Stored items »
---*---
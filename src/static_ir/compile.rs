//! Compiled execution of static graphs
//!
//! A [`Plan`] is one closure per node, specialized on the operation and on
//! the top-level schema of the constraints or selection. Whether a node is
//! constrained, selected or free is settled when the plan is built; at run
//! time the closures only fetch values and do the weight arithmetic.
//!
//! Plans accumulate score, noise and weight in node order with the same reuse
//! rules as the interpreted path, so both strategies agree exactly.

use rand::RngCore;

use crate::address::{Address, Key};
use crate::choices::{AddressSet, ChoiceMap, Schema};
use crate::diff::{argdiff_at, Diff};
use crate::distributions::DistRef;
use crate::error::{AddressKind, GenError, GenResult};
use crate::gen_fn::GenFnRef;
use crate::static_ir::ir::{Node, NodeId, StaticIr, TransformFn};
use crate::static_ir::trace::{Slot, StaticTrace};
use crate::trace::TraceRef;
use crate::value::Value;

/// Protocol operation a plan is specialized for
#[derive(Clone, Copy, Debug, PartialEq, Eq, Hash)]
pub enum Operation {
    Generate,
    Assess,
    Update,
    Regenerate,
    Extend,
}

impl Operation {
    /// True for operations that revise a previous trace
    fn revises(self) -> bool {
        matches!(self, Self::Update | Self::Regenerate | Self::Extend)
    }
}

/// Constraints or selection driving a run
#[derive(Clone, Copy)]
pub(crate) enum Input<'a> {
    Constraints(&'a ChoiceMap),
    Selection(&'a AddressSet),
}

/// Mutable state of one plan run
pub(crate) struct Frame<'a, 'r> {
    pub args: &'a [Value],
    pub argdiffs: &'a [Diff],
    pub input: Input<'a>,
    pub prev: Option<&'a StaticTrace>,
    pub rng: &'r mut dyn RngCore,
    pub values: Vec<Value>,
    pub diffs: Vec<Diff>,
    pub slots: Vec<Slot>,
    pub score: f64,
    pub noise: f64,
    pub weight: f64,
    pub num_nonempty: usize,
    pub discarded: ChoiceMap,
}

fn plan_mismatch(what: &str) -> GenError {
    GenError::InvalidGraph(format!("compiled plan expected {}", what))
}

impl<'a, 'r> Frame<'a, 'r> {
    pub fn new(
        args: &'a [Value],
        argdiffs: &'a [Diff],
        input: Input<'a>,
        prev: Option<&'a StaticTrace>,
        rng: &'r mut dyn RngCore,
        capacity: usize,
    ) -> Self {
        Self {
            args,
            argdiffs,
            input,
            prev,
            rng,
            values: Vec::with_capacity(capacity),
            diffs: Vec::with_capacity(capacity),
            slots: Vec::with_capacity(capacity),
            score: 0.0,
            noise: 0.0,
            weight: 0.0,
            num_nonempty: 0,
            discarded: ChoiceMap::new(),
        }
    }

    fn gather(&self, inputs: &[NodeId]) -> Vec<Value> {
        inputs.iter().map(|id| self.values[id.0].clone()).collect()
    }

    fn diffs_of(&self, inputs: &[NodeId]) -> Vec<Diff> {
        inputs.iter().map(|id| self.diffs[id.0].clone()).collect()
    }

    fn unchanged(&self, inputs: &[NodeId]) -> bool {
        inputs.iter().all(|id| self.diffs[id.0].is_no_change())
    }

    fn constraints(&self) -> GenResult<&'a ChoiceMap> {
        match self.input {
            Input::Constraints(constraints) => Ok(constraints),
            Input::Selection(_) => Err(plan_mismatch("constraints")),
        }
    }

    fn selection(&self) -> GenResult<&'a AddressSet> {
        match self.input {
            Input::Selection(selection) => Ok(selection),
            Input::Constraints(_) => Err(plan_mismatch("a selection")),
        }
    }

    fn previous(&self) -> GenResult<&'a StaticTrace> {
        self.prev.ok_or_else(|| plan_mismatch("a previous trace"))
    }

    fn push(&mut self, value: Value, diff: Diff, slot: Slot) {
        self.values.push(value);
        self.diffs.push(diff);
        self.slots.push(slot);
    }

    fn push_choice(&mut self, value: Value, diff: Diff, score: f64) {
        self.score += score;
        self.num_nonempty += 1;
        self.push(value, diff, Slot::Choice { score });
    }

    fn push_call(&mut self, trace: TraceRef, diff: Diff) {
        self.score += trace.score();
        self.noise += trace.noise();
        if !trace.is_empty() {
            self.num_nonempty += 1;
        }
        self.push(trace.retval().clone(), diff, Slot::Call(trace));
    }
}

type Step = Box<dyn Fn(&mut Frame<'_, '_>) -> GenResult<()> + Send + Sync>;

fn step<F>(f: F) -> Step
where
    F: Fn(&mut Frame<'_, '_>) -> GenResult<()> + Send + Sync + 'static,
{
    Box::new(f)
}

/// Node closures specialized for one `(operation, schema)` pair
pub(crate) struct Plan {
    steps: Vec<Step>,
}

impl Plan {
    pub fn compile(ir: &StaticIr, op: Operation, schema: &Schema) -> Self {
        let steps = ir
            .nodes()
            .iter()
            .enumerate()
            .map(|(i, node)| compile_node(op, schema, NodeId(i), node))
            .collect();
        Self { steps }
    }

    pub fn run(&self, frame: &mut Frame<'_, '_>) -> GenResult<()> {
        for run_node in &self.steps {
            run_node(&mut *frame)?;
        }
        Ok(())
    }
}

fn compile_node(op: Operation, schema: &Schema, id: NodeId, node: &Node) -> Step {
    match node {
        Node::Argument { index } => compile_argument(op, *index),
        Node::Transform { inputs, func } => compile_transform(op, id, inputs, func),
        Node::Choice { key, dist, inputs } => compile_choice(op, schema, id, key, dist, inputs),
        Node::Call {
            key,
            callee,
            inputs,
        } => compile_call(op, schema, id, key, callee, inputs),
    }
}

fn compile_argument(op: Operation, index: usize) -> Step {
    if op.revises() {
        step(move |f| {
            let value = f.args[index].clone();
            let diff = argdiff_at(f.argdiffs, index);
            f.push(value, diff, Slot::Value);
            Ok(())
        })
    } else {
        step(move |f| {
            let value = f.args[index].clone();
            f.push(value, Diff::UnknownChange, Slot::Value);
            Ok(())
        })
    }
}

fn compile_transform(op: Operation, id: NodeId, inputs: &[NodeId], func: &TransformFn) -> Step {
    let inputs = inputs.to_vec();
    let func = func.clone();
    if op.revises() {
        step(move |f| {
            if f.unchanged(&inputs) {
                let value = f
                    .previous()?
                    .value(id)
                    .cloned()
                    .ok_or_else(|| plan_mismatch("a transform value"))?;
                f.push(value, Diff::NoChange, Slot::Value);
            } else {
                let value = (*func)(&f.gather(&inputs))?;
                f.push(value, Diff::UnknownChange, Slot::Value);
            }
            Ok(())
        })
    } else {
        step(move |f| {
            let value = (*func)(&f.gather(&inputs))?;
            let diff = if f.unchanged(&inputs) {
                Diff::NoChange
            } else {
                Diff::UnknownChange
            };
            f.push(value, diff, Slot::Value);
            Ok(())
        })
    }
}

fn compile_choice(
    op: Operation,
    schema: &Schema,
    id: NodeId,
    key: &Key,
    dist: &DistRef,
    inputs: &[NodeId],
) -> Step {
    let addr = Address::new(key.clone());
    let key = key.clone();
    let dist = dist.clone();
    let inputs = inputs.to_vec();

    if schema.is_internal(&key) {
        return step(move |_| Err(GenError::kind_mismatch(addr.clone(), AddressKind::Value)));
    }

    match (op, schema.is_leaf(&key)) {
        (Operation::Generate | Operation::Assess, true) => step(move |f| {
            let params = f.gather(&inputs);
            let value = f.constraints()?.get_value(&addr)?.clone();
            let score = dist.log_density(&value, &params)?;
            f.weight += score;
            f.push_choice(value, Diff::UnknownChange, score);
            Ok(())
        }),
        (Operation::Assess, false) => step(move |_| Err(GenError::AddressNotFound(addr.clone()))),
        (Operation::Generate, false) | (Operation::Regenerate, true) => step(move |f| {
            let params = f.gather(&inputs);
            let value = dist.sample(&params, &mut *f.rng)?;
            let score = dist.log_density(&value, &params)?;
            f.push_choice(value, Diff::UnknownChange, score);
            Ok(())
        }),
        (Operation::Update, true) => step(move |f| {
            let (old, old_score) = f
                .previous()?
                .choice_at(id)
                .ok_or_else(|| plan_mismatch("a choice"))?;
            let params = f.gather(&inputs);
            let value = f.constraints()?.get_value(&addr)?.clone();
            let score = dist.log_density(&value, &params)?;
            f.weight += score - old_score;
            f.discarded.insert_value(key.clone(), old.clone());
            let diff = Diff::between(old, &value);
            f.push_choice(value, diff, score);
            Ok(())
        }),
        (Operation::Extend, true) => {
            step(move |_| Err(GenError::ExistingAddressInExtend(addr.clone())))
        }
        (Operation::Update | Operation::Regenerate | Operation::Extend, false) => step(move |f| {
            let (old, old_score) = f
                .previous()?
                .choice_at(id)
                .ok_or_else(|| plan_mismatch("a choice"))?;
            // unchanged parameters give back the same density
            let score = if f.unchanged(&inputs) {
                old_score
            } else {
                dist.log_density(old, &f.gather(&inputs))?
            };
            f.weight += score - old_score;
            f.push_choice(old.clone(), Diff::NoChange, score);
            Ok(())
        }),
    }
}

fn compile_call(
    op: Operation,
    schema: &Schema,
    id: NodeId,
    key: &Key,
    callee: &GenFnRef,
    inputs: &[NodeId],
) -> Step {
    let addr = Address::new(key.clone());
    let key = key.clone();
    let callee = callee.clone();
    let inputs = inputs.to_vec();
    let leaf = schema.is_leaf(&key);
    let internal = schema.is_internal(&key);

    if leaf && op != Operation::Regenerate {
        return step(move |_| Err(GenError::kind_mismatch(addr.clone(), AddressKind::Submap)));
    }

    match op {
        Operation::Generate => step(move |f| {
            let args = f.gather(&inputs);
            let sub = sub_constraints(f, internal, &key)?;
            let (trace, weight) = callee
                .generate(&args, &sub, &mut *f.rng)
                .map_err(|e| e.under(&key))?;
            f.weight += weight;
            f.push_call(trace, Diff::UnknownChange);
            Ok(())
        }),
        Operation::Assess => step(move |f| {
            let args = f.gather(&inputs);
            let sub = sub_constraints(f, internal, &key)?;
            let (weight, retval) = callee
                .assess(&args, &sub, &mut *f.rng)
                .map_err(|e| e.under(&key))?;
            f.weight += weight;
            f.score += weight;
            f.push(retval, Diff::UnknownChange, Slot::Value);
            Ok(())
        }),
        Operation::Update => step(move |f| {
            let prev = previous_call(f, id)?;
            let sub = sub_constraints(f, internal, &key)?;
            if sub.is_empty() && f.unchanged(&inputs) {
                f.push_call(prev.clone(), Diff::NoChange);
                return Ok(());
            }
            let (args, argdiffs) = (f.gather(&inputs), f.diffs_of(&inputs));
            let outcome = callee
                .update(prev, &args, &argdiffs, &sub, &mut *f.rng)
                .map_err(|e| e.under(&key))?;
            f.weight += outcome.weight;
            f.discarded.insert_submap(key.clone(), outcome.discarded);
            f.push_call(outcome.trace, outcome.retdiff);
            Ok(())
        }),
        Operation::Regenerate => step(move |f| {
            let prev = previous_call(f, id)?;
            let sub = if leaf {
                AddressSet::All
            } else if internal {
                f.selection()?.get_key(&key)
            } else {
                AddressSet::Empty
            };
            if sub.is_empty() && f.unchanged(&inputs) {
                f.push_call(prev.clone(), Diff::NoChange);
                return Ok(());
            }
            let (args, argdiffs) = (f.gather(&inputs), f.diffs_of(&inputs));
            let outcome = callee
                .regenerate(prev, &args, &argdiffs, &sub, &mut *f.rng)
                .map_err(|e| e.under(&key))?;
            f.weight += outcome.weight;
            f.push_call(outcome.trace, outcome.retdiff);
            Ok(())
        }),
        Operation::Extend => step(move |f| {
            let prev = previous_call(f, id)?;
            let sub = sub_constraints(f, internal, &key)?;
            if sub.is_empty() && f.unchanged(&inputs) {
                f.push_call(prev.clone(), Diff::NoChange);
                return Ok(());
            }
            let (args, argdiffs) = (f.gather(&inputs), f.diffs_of(&inputs));
            let outcome = callee
                .extend(prev, &args, &argdiffs, &sub, &mut *f.rng)
                .map_err(|e| e.under(&key))?;
            f.weight += outcome.weight;
            f.push_call(outcome.trace, outcome.retdiff);
            Ok(())
        }),
    }
}

fn sub_constraints(f: &Frame<'_, '_>, internal: bool, key: &Key) -> GenResult<ChoiceMap> {
    if internal {
        f.constraints()?.submap(key)
    } else {
        Ok(ChoiceMap::new())
    }
}

fn previous_call<'a>(f: &Frame<'a, '_>, id: NodeId) -> GenResult<&'a TraceRef> {
    f.previous()?
        .call_at(id)
        .ok_or_else(|| plan_mismatch("a sub-call"))
}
---*---
WHAT THE EXERCISE ASKS » From the entries, copy out each line containing the word "RngCore".

WRITTEN RESPONSE »
use rand::RngCore;
    pub rng: &'r mut dyn RngCore,
        rng: &'r mut dyn RngCore,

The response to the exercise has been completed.